[Stored data]

═══

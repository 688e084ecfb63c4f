use thiserror::Error as ThisError;

/// Failure modes of an exchange request.
///
/// `BadSymbol` is the only variant the symbol resolver treats as "try the next
/// candidate". Everything else aborts the search.
#[derive(ThisError, Debug)]
pub enum ExchangeError {
    #[error("bad symbol: {0}")]
    BadSymbol(String),

    #[error("not supported: {0}")]
    NotSupported(String),

    #[error("rate limited by {exchange}, banned for {wait_secs:.1}s")]
    RateLimited { exchange: String, wait_secs: f64 },

    #[error("network error: {0}")]
    Network(String),

    #[error("parse error: {0}")]
    Parse(String),
}

impl From<reqwest::Error> for ExchangeError {
    fn from(err: reqwest::Error) -> Self {
        if err.is_decode() {
            ExchangeError::Parse(err.to_string())
        } else {
            ExchangeError::Network(err.to_string())
        }
    }
}

impl From<serde_json::Error> for ExchangeError {
    fn from(err: serde_json::Error) -> Self {
        ExchangeError::Parse(err.to_string())
    }
}

#[derive(ThisError, Debug, PartialEq)]
pub enum PricingError {
    #[error("invalid input: {0}")]
    InvalidInput(String),

    #[error("implied volatility did not converge for price {0}")]
    NoConvergence(f64),
}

═══

▶ [Instructions to follow]:
All entries must be duplicated exactly, with none left out.

▶ [Solution]:
repository 688e084ecfb63c4f
use thiserror::Error as ThisError;

/// Failure modes of an exchange request.
///
/// `BadSymbol` is the only variant the symbol resolver treats as "try the next
/// candidate". Everything else aborts the search.
#[derive(ThisError, Debug)]
pub enum ExchangeError {
    #[error("bad symbol: {0}")]
    BadSymbol(String),

    #[error("not supported: {0}")]
    NotSupported(String),

    #[error("rate limited by {exchange}, banned for {wait_secs:.1}s")]
    RateLimited { exchange: String, wait_secs: f64 },

    #[error("network error: {0}")]
    Network(String),

    #[error("parse error: {0}")]
    Parse(String),
}

impl From<reqwest::Error> for ExchangeError {
    fn from(err: reqwest::Error) -> Self {
        if err.is_decode() {
            ExchangeError::Parse(err.to_string())
        } else {
            ExchangeError::Network(err.to_string())
        }
    }
}

impl From<serde_json::Error> for ExchangeError {
    fn from(err: serde_json::Error) -> Self {
        ExchangeError::Parse(err.to_string())
    }
}

#[derive(ThisError, Debug, PartialEq)]
pub enum PricingError {
    #[error("invalid input: {0}")]
    InvalidInput(String),

    #[error("implied volatility did not converge for price {0}")]
    NoConvergence(f64),
}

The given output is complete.